Data =
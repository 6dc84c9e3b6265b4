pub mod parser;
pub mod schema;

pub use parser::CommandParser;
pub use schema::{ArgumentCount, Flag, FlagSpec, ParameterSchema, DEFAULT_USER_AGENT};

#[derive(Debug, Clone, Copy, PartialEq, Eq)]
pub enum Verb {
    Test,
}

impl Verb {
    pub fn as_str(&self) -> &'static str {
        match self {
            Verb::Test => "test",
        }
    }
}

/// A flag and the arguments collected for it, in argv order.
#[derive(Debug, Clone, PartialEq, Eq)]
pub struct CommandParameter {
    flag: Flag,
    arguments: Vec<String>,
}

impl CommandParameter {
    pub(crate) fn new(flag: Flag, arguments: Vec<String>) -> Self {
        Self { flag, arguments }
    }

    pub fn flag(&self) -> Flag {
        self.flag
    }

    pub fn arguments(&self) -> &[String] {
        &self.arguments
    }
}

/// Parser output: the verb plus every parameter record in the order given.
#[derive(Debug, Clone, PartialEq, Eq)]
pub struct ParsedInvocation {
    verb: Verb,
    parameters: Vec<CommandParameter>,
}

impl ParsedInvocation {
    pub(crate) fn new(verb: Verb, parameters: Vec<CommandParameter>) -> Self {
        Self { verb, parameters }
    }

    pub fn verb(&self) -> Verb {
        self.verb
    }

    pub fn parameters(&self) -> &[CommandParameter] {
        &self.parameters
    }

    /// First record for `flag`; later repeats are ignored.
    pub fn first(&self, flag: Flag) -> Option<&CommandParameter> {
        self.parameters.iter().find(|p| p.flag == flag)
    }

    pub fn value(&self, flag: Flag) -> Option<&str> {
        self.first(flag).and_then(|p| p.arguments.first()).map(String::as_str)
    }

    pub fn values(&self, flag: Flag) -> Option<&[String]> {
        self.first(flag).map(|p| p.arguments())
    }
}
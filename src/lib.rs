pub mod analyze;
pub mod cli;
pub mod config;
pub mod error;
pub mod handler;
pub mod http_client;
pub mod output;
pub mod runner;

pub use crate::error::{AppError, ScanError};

What you should do = Beginning with the line that holds "pub mod analyze;", please give again each line exactly until the records end, and include that final line.

Expected answer =
pub mod analyze;
pub mod cli;
pub mod config;
pub mod error;
pub mod handler;
pub mod http_client;
pub mod output;
pub mod runner;

pub use crate::error::{AppError, ScanError};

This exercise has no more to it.